The fear of a HIPAA breach keeps doctors and other health care providers up at night.  Two recent HIPAA fines are going to lead to more sleepless nights for doctors, insurers and hospitals.

HHS’s Office of Civil Rights (OCR) recently announced (https://www.hhs.gov/hipaa/for-professionals/compliance-enforcement/agreements/childrens) a $3.2 million civil monetary penalty against a children’s hospital in Texas related to multiple HIPAA violations over several years. The fine was for breaches involving the theft of an unencrypted blackberry and, a few years later, an unencrypted laptop. The large fine was due in part to the OCR’s determination that the facility failed to act even after breaches were experienced and failed to implement security measures recommended by two third parties.

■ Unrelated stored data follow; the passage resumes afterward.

//! Session table state.

use chrono::{DateTime, Local};
use shep_core::session::Session;

/// One displayed row, mirroring a session the service confirmed.
#[derive(Debug, Clone)]
pub struct SessionRow {
    pub session: Session,
    /// Browser-openable address composed from the service host and the
    /// allocated port.
    pub address: String,
    pub registered_at: DateTime<Local>,
}

/// The ordered list of confirmed sessions.
///
/// Append order is confirmation order; there is no sorting and no
/// deduplication beyond the port uniqueness the service guarantees.
#[derive(Debug, Default)]
pub struct SessionTableState {
    rows: Vec<SessionRow>,
    pub selected: usize,
}

impl SessionTableState {
    pub fn new() -> Self {
        Self::default()
    }

    pub fn rows(&self) -> &[SessionRow] {
        &self.rows
    }

    pub fn is_empty(&self) -> bool {
        self.rows.is_empty()
    }

    pub fn len(&self) -> usize {
        self.rows.len()
    }

    /// Appends a confirmed session at the end.
    pub fn append(&mut self, row: SessionRow) {
        self.rows.push(row);
    }

    pub fn selected_row(&self) -> Option<&SessionRow> {
        self.rows.get(self.selected)
    }

    pub fn select_prev(&mut self) {
        self.selected = self.selected.saturating_sub(1);
    }

    pub fn select_next(&mut self) {
        if self.selected + 1 < self.rows.len() {
            self.selected += 1;
        }
    }

    /// Removes the selected row and returns it; the selection clamps to the
    /// remaining rows.
    pub fn remove_selected(&mut self) -> Option<SessionRow> {
        if self.selected >= self.rows.len() {
            return None;
        }
        let row = self.rows.remove(self.selected);
        if self.selected >= self.rows.len() && self.selected > 0 {
            self.selected -= 1;
        }
        Some(row)
    }
}
//! TUI runtime: owns the terminal, runs the event loop, executes effects.
//!
//! This is the "Elm runtime" boundary: all side effects happen here. The
//! reducer stays pure and produces effects; this module executes them.
//!
//! Async results are collected through an "inbox": handlers send `UiEvent`s
//! to `inbox_tx`, and the runtime drains `inbox_rx` each frame. Suspension
//! only ever happens at this boundary, so a request always reflects the
//! form state at the moment it was submitted.

mod handlers;

use std::future::Future;
use std::io::Stdout;
use std::time::{Duration, Instant};

use anyhow::{Context, Result};
use crossterm::event;
use ratatui::Terminal;
use ratatui::backend::CrosstermBackend;
use shep_core::client::ShepherdClient;
use shep_core::config::Config;
use tokio::sync::mpsc;

use crate::common::{TaskCompleted, TaskId, TaskKind};
use crate::effects::UiEffect;
use crate::events::UiEvent;
use crate::state::AppState;
use crate::{render, terminal, update};

/// Tick cadence while a request is in flight (drives the spinner).
const BUSY_POLL_DURATION: Duration = Duration::from_millis(50);

/// Tick cadence when idle. Longer timeout reduces CPU usage when nothing
/// is happening.
const IDLE_POLL_DURATION: Duration = Duration::from_millis(200);

type UiEventSender = mpsc::UnboundedSender<UiEvent>;
type UiEventReceiver = mpsc::UnboundedReceiver<UiEvent>;

/// Full-screen TUI runtime.
///
/// Owns the terminal and state. Terminal state is restored on drop and on
/// panic.
pub struct TuiRuntime {
    terminal: Terminal<CrosstermBackend<Stdout>>,
    pub state: AppState,
    client: ShepherdClient,
    /// Inbox sender: async handlers send their result events here.
    inbox_tx: UiEventSender,
    /// Inbox receiver: drained each frame.
    inbox_rx: UiEventReceiver,
    last_tick: Instant,
}

impl TuiRuntime {
    pub fn new(config: Config, client: ShepherdClient) -> Result<Self> {
        // Set up the panic hook BEFORE entering the alternate screen.
        terminal::install_panic_hook();
        let terminal = terminal::setup_terminal().context("Failed to setup terminal")?;

        let state = AppState::new(config);
        let (inbox_tx, inbox_rx) = mpsc::unbounded_channel();

        Ok(Self {
            terminal,
            state,
            client,
            inbox_tx,
            inbox_rx,
            last_tick: Instant::now(),
        })
    }

    /// Runs the main event loop until the reducer requests quit.
    pub fn run(&mut self) -> Result<()> {
        while !self.state.tui.should_quit {
            let events = self.collect_events()?;
            for event in events {
                let effects = update::update(&mut self.state, event);
                self.execute_effects(effects);
            }

            self.terminal
                .draw(|frame| render::render(&self.state, frame))?;
        }
        Ok(())
    }

    /// Collects events from the inbox and the terminal, emitting a tick at
    /// the current cadence.
    fn collect_events(&mut self) -> Result<Vec<UiEvent>> {
        let mut events = Vec::new();

        while let Ok(event) = self.inbox_rx.try_recv() {
            events.push(event);
        }

        let tick_interval = if self.state.tui.tasks.is_any_running() {
            BUSY_POLL_DURATION
        } else {
            IDLE_POLL_DURATION
        };

        // Block until the next tick is due, unless there is already work.
        let poll_duration = if events.is_empty() {
            tick_interval.saturating_sub(self.last_tick.elapsed())
        } else {
            Duration::ZERO
        };

        if event::poll(poll_duration)? {
            events.push(UiEvent::Terminal(event::read()?));
            // Drain any remaining buffered input without blocking.
            while event::poll(Duration::ZERO)? {
                events.push(UiEvent::Terminal(event::read()?));
            }
        }

        if self.last_tick.elapsed() >= tick_interval {
            events.push(UiEvent::Tick);
            self.last_tick = Instant::now();
        }

        Ok(events)
    }

    fn execute_effects(&mut self, effects: Vec<UiEffect>) {
        for effect in effects {
            self.execute_effect(effect);
        }
    }

    fn execute_effect(&mut self, effect: UiEffect) {
        match effect {
            UiEffect::Quit => {
                self.state.tui.should_quit = true;
            }
            UiEffect::OpenBrowser { url } => {
                let _ = open::that(&url);
            }
            UiEffect::RegisterSession { task, request } => {
                let client = self.client.clone();
                self.spawn_task(TaskKind::Register, task, move || {
                    handlers::register_session(client, request)
                });
            }
            UiEffect::ReleaseSession { port } => {
                let client = self.client.clone();
                self.spawn_effect(move || handlers::release_session(client, port));
            }
        }
    }

    /// Spawns a fire-and-forget async effect whose result event is delivered
    /// through the inbox.
    fn spawn_effect<F, Fut>(&self, f: F)
    where
        F: FnOnce() -> Fut + Send + 'static,
        Fut: Future<Output = UiEvent> + Send + 'static,
    {
        let tx = self.inbox_tx.clone();
        tokio::spawn(async move {
            let _ = tx.send(f().await);
        });
    }

    /// Spawns a tracked task.
    ///
    /// The reducer marked the task active when it emitted the effect;
    /// completion goes back through the inbox so the guard clears only once
    /// the outcome has been processed.
    fn spawn_task<F, Fut>(&self, kind: TaskKind, id: TaskId, f: F)
    where
        F: FnOnce() -> Fut + Send + 'static,
        Fut: Future<Output = UiEvent> + Send + 'static,
    {
        let tx = self.inbox_tx.clone();
        tokio::spawn(async move {
            let result = f().await;
            let completed = TaskCompleted {
                id,
                result: Box::new(result),
            };
            let _ = tx.send(UiEvent::TaskCompleted { kind, completed });
        });
    }
}

impl Drop for TuiRuntime {
    fn drop(&mut self) {
        let _ = terminal::restore_terminal();
    }
}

A Florida hospital agreed to pay $5.5 million as part of a resolution agreement (https://www.hhs.gov/sites/default/files/memorial-ra-cap.pdf) after two employees inappropriately accessed patient information such as names, dates of birth and social security numbers and later sold the PHI.  The OCR was particularly critical of the hospital’s failure to regularly review audit logs and access reports as required under the HIPAA Security Rule.

Key Takeaways:

• Portable devices such as cell phones, iPads and laptops should be encrypted and password protected.
• When an investigation or risk analysis identifies a security risk, health care providers should address the risk and not stick their heads in the sand.
• Health care providers should regularly perform audits to determine if employees or others are accessing medical records without authorization.